On Sun, 1 Jun 2008 13:40:09 +0200 Pavel Machek <pavel@xxxxxxx> wrote:

> Hi!
>
> > > > > All I can say so far is that I find the same as you do:
> > > > > SYNC_FILE_RANGE_WRITE (after writing) takes a significant amount of time,
> > > > > more than half as long as when you add in SYNC_FILE_RANGE_WAIT_AFTER too.
> > > > >
> > > > > Which make the sync_file_range call pretty pointless: your usage seems
> > > > > perfectly reasonable to me, but somehow we've broken its behaviour.
> > > > > I'll be investigating ...
> > > >
> > > > It will block on disk queue fullness - sysrq-W will tell.
> > >
> > > Ah, thank you. What a disappointment, though it's understandable.
> > > Doesn't that very severely limit the usefulness of the system call?
> >
> > A bit. The request queue size is runtime tunable though.
>
> Which /sys is that?

/sys/block/sda/queue/nr_requests

> What happens if I set the queue size to pretty
> much infinity, will memory management die horribly?

In theory, no - it's always caused problems when the VM/VFS/FS layer
has relied upon request-queue exhaustion for throttling. Hence all
that code is supposed to work OK when there is no request-queue
blocking. Of course, (theory/practice != 1.0).

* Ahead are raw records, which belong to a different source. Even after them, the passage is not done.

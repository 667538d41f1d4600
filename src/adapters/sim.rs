//! Simulated HAL for host runs and tests.
//!
//! Inputs are set directly (occupancy, gas, lux, temperatures) and every
//! actuator command plus each delay/teardown is recorded in order, so tests
//! can assert on the full command history. Faults can be injected per
//! probe read or for all GPIO/PWM traffic.

use std::collections::VecDeque;

use embedded_hal::digital::PinState;

use crate::app::ports::HalPort;
use crate::error::{ActuatorError, SensorError};
use crate::pins::{PinRole, TemperatureProbe};

/// Everything the controller asked the hardware to do.
#[derive(Debug, Clone, PartialEq)]
pub enum HalCommand {
    DigitalWrite { pin: PinRole, level: PinState },
    DutyCycle { pin: PinRole, percent: f32 },
    ReleaseTemperatureSensors,
    RestartTemperatureSensors,
    Delay(u32),
}

#[derive(Debug, Default)]
struct ProbeScript {
    steady_c: f32,
    queued: VecDeque<Result<f32, SensorError>>,
}

impl ProbeScript {
    fn next(&mut self) -> Result<f32, SensorError> {
        self.queued.pop_front().unwrap_or(Ok(self.steady_c))
    }
}

pub struct SimHal {
    infrared: PinState,
    air_quality: PinState,
    photoresistor_raw: u16,
    indoor: ProbeScript,
    outdoor: ProbeScript,
    released: bool,
    gpio_read_fault: bool,
    write_fault: Option<ActuatorError>,
    commands: Vec<HalCommand>,
}

impl Default for SimHal {
    fn default() -> Self {
        Self::new()
    }
}

impl SimHal {
    /// Vacant room, clean air, dark, both probes at 22 °C.
    pub fn new() -> Self {
        Self {
            infrared: PinState::High,
            air_quality: PinState::High,
            photoresistor_raw: 0,
            indoor: ProbeScript {
                steady_c: 22.0,
                ..ProbeScript::default()
            },
            outdoor: ProbeScript {
                steady_c: 22.0,
                ..ProbeScript::default()
            },
            released: false,
            gpio_read_fault: false,
            write_fault: None,
            commands: Vec::new(),
        }
    }

    // ── Input injection ───────────────────────────────────────

    pub fn set_occupied(&mut self, occupied: bool) {
        self.infrared = PinState::from(!occupied);
    }

    pub fn set_gas_detected(&mut self, detected: bool) {
        self.air_quality = PinState::from(!detected);
    }

    pub fn set_lux_raw(&mut self, raw: u16) {
        self.photoresistor_raw = raw;
    }

    pub fn set_temperatures(&mut self, indoor_c: f32, outdoor_c: f32) {
        self.indoor.steady_c = indoor_c;
        self.outdoor.steady_c = outdoor_c;
    }

    /// One-shot result for the next read of `probe`.
    pub fn queue_temperature(&mut self, probe: TemperatureProbe, reading: Result<f32, SensorError>) {
        self.probe_mut(probe).queued.push_back(reading);
    }

    pub fn set_gpio_read_fault(&mut self, fault: bool) {
        self.gpio_read_fault = fault;
    }

    /// Make every digital and PWM write fail with `fault`.
    pub fn set_write_fault(&mut self, fault: Option<ActuatorError>) {
        self.write_fault = fault;
    }

    // ── Observation ───────────────────────────────────────────

    pub fn commands(&self) -> &[HalCommand] {
        &self.commands
    }

    pub fn clear_commands(&mut self) {
        self.commands.clear();
    }

    /// Last level successfully written to `pin`.
    pub fn output(&self, pin: PinRole) -> Option<PinState> {
        self.commands.iter().rev().find_map(|c| match c {
            HalCommand::DigitalWrite { pin: p, level } if *p == pin => Some(*level),
            _ => None,
        })
    }

    /// Last duty cycle successfully written to the servo.
    pub fn servo_duty(&self) -> Option<f32> {
        self.commands.iter().rev().find_map(|c| match c {
            HalCommand::DutyCycle { pin: PinRole::Servo, percent } => Some(*percent),
            _ => None,
        })
    }

    pub fn temperature_sensors_released(&self) -> bool {
        self.released
    }

    fn probe_mut(&mut self, probe: TemperatureProbe) -> &mut ProbeScript {
        match probe {
            TemperatureProbe::Indoor => &mut self.indoor,
            TemperatureProbe::Outdoor => &mut self.outdoor,
        }
    }
}

impl HalPort for SimHal {
    fn digital_read(&mut self, pin: PinRole) -> Result<PinState, SensorError> {
        if self.gpio_read_fault {
            return Err(SensorError::GpioReadFailed);
        }
        Ok(match pin {
            PinRole::Infrared => self.infrared,
            PinRole::AirQuality => self.air_quality,
            other => self.output(other).unwrap_or(PinState::Low),
        })
    }

    fn digital_write(&mut self, pin: PinRole, level: PinState) -> Result<(), ActuatorError> {
        if let Some(fault) = self.write_fault {
            return Err(fault);
        }
        self.commands.push(HalCommand::DigitalWrite { pin, level });
        Ok(())
    }

    fn analog_read(&mut self, pin: PinRole) -> Result<u16, SensorError> {
        match pin {
            PinRole::Photoresistor => Ok(self.photoresistor_raw),
            _ => Err(SensorError::UnsupportedPin),
        }
    }

    fn pwm_set_duty_cycle(&mut self, pin: PinRole, percent: f32) -> Result<(), ActuatorError> {
        if pin != PinRole::Servo {
            return Err(ActuatorError::UnsupportedPin);
        }
        if let Some(fault) = self.write_fault {
            return Err(fault);
        }
        self.commands.push(HalCommand::DutyCycle { pin, percent });
        Ok(())
    }

    fn read_temperature(&mut self, probe: TemperatureProbe) -> Result<f32, SensorError> {
        if self.released {
            return Err(SensorError::Released);
        }
        self.probe_mut(probe).next()
    }

    fn release_temperature_sensors(&mut self) {
        self.released = true;
        self.commands.push(HalCommand::ReleaseTemperatureSensors);
    }

    fn restart_temperature_sensors(&mut self) {
        self.released = false;
        self.commands.push(HalCommand::RestartTemperatureSensors);
    }

    fn delay_ms(&mut self, ms: u32) {
        self.commands.push(HalCommand::Delay(ms));
    }
}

> > I expect major users of this system call will be applications which do
> > small-sized overwrites into large files, mainly databases. That is,
> > once the application developers discover its existence. I'm still
> > getting expressions of wonder from people who I tell about the
> > five-year-old fadvise().
>
> Hey, you have one user now, its called s2disk. But for this call to be
> useful, we'd need asynchronous variant... is there such thing?

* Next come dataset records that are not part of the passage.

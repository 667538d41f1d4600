//! SmartHome controller library.
//!
//! Exposes the decision core, the HAL port and both HAL adapters for
//! integration testing and host simulation. All ESP-IDF-specific code is
//! guarded by `#[cfg(target_os = "espidf")]` within each module.

#![deny(unused_must_use)]

pub mod adapters;
pub mod app;
pub mod config;
pub mod control;
pub mod drivers;
pub mod error;
pub mod pins;
pub mod sensors;
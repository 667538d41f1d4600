//! GPIO / peripheral pin assignments for the SmartHome controller board.
//!
//! Single source of truth: every driver references this module rather than
//! hard-coding pin numbers. The domain logic only ever sees [`PinRole`];
//! adapters translate roles into the numbers below.

// ---------------------------------------------------------------------------
// Sensors: Digital
// ---------------------------------------------------------------------------

/// MQ-135 air-quality module, digital comparator output.
/// HIGH = below 500 ppm, LOW = 500 ppm or above.
pub const AIR_QUALITY_GPIO: i32 = 5;
/// Ceiling infrared proximity sensor. LOW = something in front of it.
pub const INFRARED_GPIO: i32 = 8;

// ---------------------------------------------------------------------------
// Sensors: Single-wire (DHT11)
// ---------------------------------------------------------------------------

/// Indoor DHT11, open-drain data line with external pull-up.
pub const DHT_INDOOR_GPIO: i32 = 17;
/// Outdoor DHT11, open-drain data line with external pull-up.
pub const DHT_OUTDOOR_GPIO: i32 = 18;

// ---------------------------------------------------------------------------
// Sensors: Analog (ADC1)
// ---------------------------------------------------------------------------

/// Photoresistor divider. ADC1 channel 8 (GPIO 9 on ESP32-S3).
pub const PHOTO_ADC_GPIO: i32 = 9;

// ---------------------------------------------------------------------------
// Actuators
// ---------------------------------------------------------------------------

/// Smart light relay (active HIGH).
pub const LIGHT_GPIO: i32 = 7;
/// Active buzzer (active HIGH).
pub const BUZZER_GPIO: i32 = 16;
/// SG90 window servo, LEDC PWM.
pub const SERVO_GPIO: i32 = 6;

// ---------------------------------------------------------------------------
// PWM configuration
// ---------------------------------------------------------------------------

/// LEDC timer resolution (bits). 13-bit gives ~2.4 µs steps at 50 Hz.
pub const PWM_RESOLUTION_BITS: u32 = 13;

// ---------------------------------------------------------------------------
// Logical roles
// ---------------------------------------------------------------------------

/// Stable logical identifiers for every pin the controller touches.
#[derive(Debug, Clone, Copy, PartialEq, Eq, Hash)]
pub enum PinRole {
    AirQuality,
    Servo,
    Buzzer,
    IndoorTemperature,
    OutdoorTemperature,
    Infrared,
    Light,
    Photoresistor,
}

impl PinRole {
    pub const ALL: [PinRole; 8] = [
        Self::AirQuality,
        Self::Servo,
        Self::Buzzer,
        Self::IndoorTemperature,
        Self::OutdoorTemperature,
        Self::Infrared,
        Self::Light,
        Self::Photoresistor,
    ];

    /// GPIO number wired to this role.
    pub const fn gpio(self) -> i32 {
        match self {
            Self::AirQuality => AIR_QUALITY_GPIO,
            Self::Servo => SERVO_GPIO,
            Self::Buzzer => BUZZER_GPIO,
            Self::IndoorTemperature => DHT_INDOOR_GPIO,
            Self::OutdoorTemperature => DHT_OUTDOOR_GPIO,
            Self::Infrared => INFRARED_GPIO,
            Self::Light => LIGHT_GPIO,
            Self::Photoresistor => PHOTO_ADC_GPIO,
        }
    }
}

/// The two temperature probes used for window management.
#[derive(Debug, Clone, Copy, PartialEq, Eq)]
pub enum TemperatureProbe {
    Indoor,
    Outdoor,
}

impl TemperatureProbe {
    pub const fn pin_role(self) -> PinRole {
        match self {
            Self::Indoor => PinRole::IndoorTemperature,
            Self::Outdoor => PinRole::OutdoorTemperature,
        }
    }
}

Well if you're asking the syscall to shove more data into the block
layer than it can concurrently handle, sure, the block layer will
block. It's tunable...

It can still block in places, of course - we might need to do
synchronous reads to get at metadata and we'll need to allocate memory.

> Okay, I can fork and do the call from another process, but...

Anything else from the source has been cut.